Lines in the listing below that hold "StorageBackend" are the ones to copy.

(RECORDS SHOWN)

//! API service routes

use axum::{
    Json, Router, middleware,
    response::IntoResponse,
    routing::{delete, get, post, put},
};
use serde_json::json;
use uuid::Uuid;

use crate::{
    AppState,
    error::ApiError,
    middleware::{require_admin_api, require_admin_page},
};

pub mod contact;
pub mod courses;
pub mod dashboard;
pub mod teachers;

/// Create the router for the API service
pub fn create_router(state: AppState) -> Router {
    let admin_api = Router::new()
        .route("/api/courses/list", get(courses::list_courses))
        .route("/api/courses/add", post(courses::add_course))
        .route("/api/courses/update", put(courses::update_course))
        .route("/api/courses/delete", delete(courses::delete_course))
        .route("/api/teachers/list", get(teachers::list_teachers))
        .route("/api/teachers/add", post(teachers::add_teacher))
        .route("/api/teachers/update", put(teachers::update_teacher))
        .route("/api/teachers/delete", delete(teachers::delete_teacher))
        .route_layer(middleware::from_fn_with_state(
            state.clone(),
            require_admin_api,
        ));

    let admin_pages = Router::new()
        .route("/admin/dashboard", get(dashboard::dashboard))
        .route_layer(middleware::from_fn_with_state(
            state.clone(),
            require_admin_page,
        ));

    Router::new()
        .route("/health", get(health_check))
        .route("/api/courses/public", get(courses::public_courses))
        .route("/api/courses/interesting", post(courses::adjust_interest))
        .route("/api/teachers/public", get(teachers::public_teachers))
        .route("/api/contact", post(contact::send_contact))
        .merge(admin_api)
        .merge(admin_pages)
        .with_state(state)
}

/// Health check endpoint
pub async fn health_check() -> impl IntoResponse {
    Json(json!({
        "status": "ok",
        "service": "api-service"
    }))
}

/// Parse a record id from a request body, `entity` as in "Course"
fn parse_record_id(raw: Option<&str>, entity: &str) -> Result<Uuid, ApiError> {
    let raw = raw
        .map(str::trim)
        .filter(|raw| !raw.is_empty())
        .ok_or_else(|| ApiError::Validation(format!("{} ID is required", entity)))?;

    Uuid::parse_str(raw).map_err(|_| {
        ApiError::Validation(format!("Invalid {} ID format", entity.to_lowercase()))
    })
}

#[cfg(test)]
mod tests {
    use super::*;

    #[test]
    fn record_id_errors_name_the_entity() {
        let missing = parse_record_id(None, "Course").unwrap_err();
        assert_eq!(missing.to_string(), "Course ID is required");

        let blank = parse_record_id(Some("  "), "Teacher").unwrap_err();
        assert_eq!(blank.to_string(), "Teacher ID is required");

        let invalid = parse_record_id(Some("64f1c2e9a1b2c3d4e5f60718"), "Course").unwrap_err();
        assert_eq!(invalid.to_string(), "Invalid course ID format");
    }

    #[test]
    fn record_id_accepts_uuids() {
        let id = Uuid::new_v4();
        assert_eq!(parse_record_id(Some(&id.to_string()), "Course").unwrap(), id);
    }
}
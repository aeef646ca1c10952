use anyhow::Result;
use common::cache::{RedisConfig, RedisPool};
use common::database::{self, DatabaseConfig, StorageBackend};
use common::revocation::{MemoryRevocationList, RedisRevocationList, RevocationList};
use sqlx::PgPool;
use std::sync::Arc;
use tokio::net::TcpListener;
use tracing::{info, warn};
use tracing_subscriber::EnvFilter;

use auth::config::AuthSettings;
use auth::provisioning::bootstrap_first_admin;
use auth::repositories::{AdminRepository, CredentialStore, MemoryCredentialStore};
use auth::{AppState, create_router};

#[tokio::main]
async fn main() -> Result<()> {
    // Initialize logging
    tracing_subscriber::fmt()
        .with_env_filter(
            EnvFilter::try_from_default_env().unwrap_or_else(|_| EnvFilter::new("info")),
        )
        .init();

    info!("Starting authentication service");

    let settings = AuthSettings::load()?;
    let codec = settings.session_codec()?;

    let mut pool: Option<PgPool> = None;
    let (credentials, revocations): (Arc<dyn CredentialStore>, Arc<dyn RevocationList>) =
        match settings.storage {
            StorageBackend::Postgres => {
                let db_config = DatabaseConfig::from_env()?;
                let db_pool = database::init_pool(&db_config).await?;

                // Check database connectivity
                if database::health_check(&db_pool).await? {
                    info!("Database connection successful");
                } else {
                    anyhow::bail!("Failed to connect to database");
                }
                database::run_migrations(&db_pool).await?;

                let redis_config = RedisConfig::from_env()?;
                let redis_pool = RedisPool::new(&redis_config).await?;
                if !redis_pool.health_check().await? {
                    anyhow::bail!("Failed to connect to Redis");
                }

                pool = Some(db_pool.clone());
                (
                    Arc::new(AdminRepository::new(db_pool)),
                    Arc::new(RedisRevocationList::new(redis_pool)),
                )
            }
            StorageBackend::Memory => {
                warn!("Using in-memory storage; accounts are lost on shutdown");
                (
                    Arc::new(MemoryCredentialStore::new()),
                    Arc::new(MemoryRevocationList::new()),
                )
            }
        };

    if let Some(bootstrap) = settings.bootstrap_admin() {
        bootstrap_first_admin(credentials.as_ref(), &bootstrap).await?;
    }

    let bind_address = settings.bind_address.clone();
    let app_state = AppState::new(credentials, revocations, codec, settings);

    // Start the web server
    let app = create_router(app_state);

    let listener = TcpListener::bind(&bind_address).await?;
    info!("Authentication service listening on {}", bind_address);

    axum::serve(listener, app)
        .with_graceful_shutdown(shutdown_signal())
        .await?;

    if let Some(pool) = pool {
        pool.close().await;
        info!("Database pool closed");
    }

    Ok(())
}

async fn shutdown_signal() {
    if let Err(e) = tokio::signal::ctrl_c().await {
        warn!("Failed to listen for shutdown signal: {}", e);
    }
    info!("Shutdown signal received");
}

(End RECORDS SHOWN)

## COMPLETED TASK
use common::database::{self, DatabaseConfig, StorageBackend};
            StorageBackend::Postgres => {
            StorageBackend::Memory => {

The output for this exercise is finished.